● **Directions for this task**:
Going through the data below, copy out each line where the word "NotFound" shows up.

════════════════

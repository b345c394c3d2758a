// src/error.rs
use axum::{
    http::StatusCode,
    response::{IntoResponse, Response},
    Json,
};
use serde::Serialize;

#[derive(Debug, Serialize)]
pub struct ErrorResponse {
    pub error: &'static str,
    pub message: String,
}

#[derive(Debug, thiserror::Error)]
pub enum Error {
    #[error("not found: {0}")]
    NotFound(String),

    #[error("validation error: {0}")]
    Validation(String),

    #[error("database error: {0}")]
    Database(#[from] sqlx::Error),

    #[error("migration error: {0}")]
    Migration(#[from] sqlx::migrate::MigrateError),

    #[error("configuration error: {0}")]
    Config(String),

    #[error("io error: {0}")]
    Io(#[from] std::io::Error),
}

pub type Result<T> = std::result::Result<T, Error>;

impl IntoResponse for Error {
    fn into_response(self) -> Response {
        let (status, code, message) = match self {
            Error::NotFound(msg) => (StatusCode::NOT_FOUND, "NOT_FOUND", msg),
            Error::Validation(msg) => (StatusCode::BAD_REQUEST, "VALIDATION_ERROR", msg),
            other => {
                tracing::error!(error = %other, "request failed");
                (
                    StatusCode::INTERNAL_SERVER_ERROR,
                    "INTERNAL_ERROR",
                    "An internal error occurred".to_string(),
                )
            }
        };

        (
            status,
            Json(ErrorResponse {
                error: code,
                message,
            }),
        )
            .into_response()
    }
}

════════════════

● **Task solution**:
    NotFound(String),
            Error::NotFound(msg) => (StatusCode::NOT_FOUND, "NOT_FOUND", msg),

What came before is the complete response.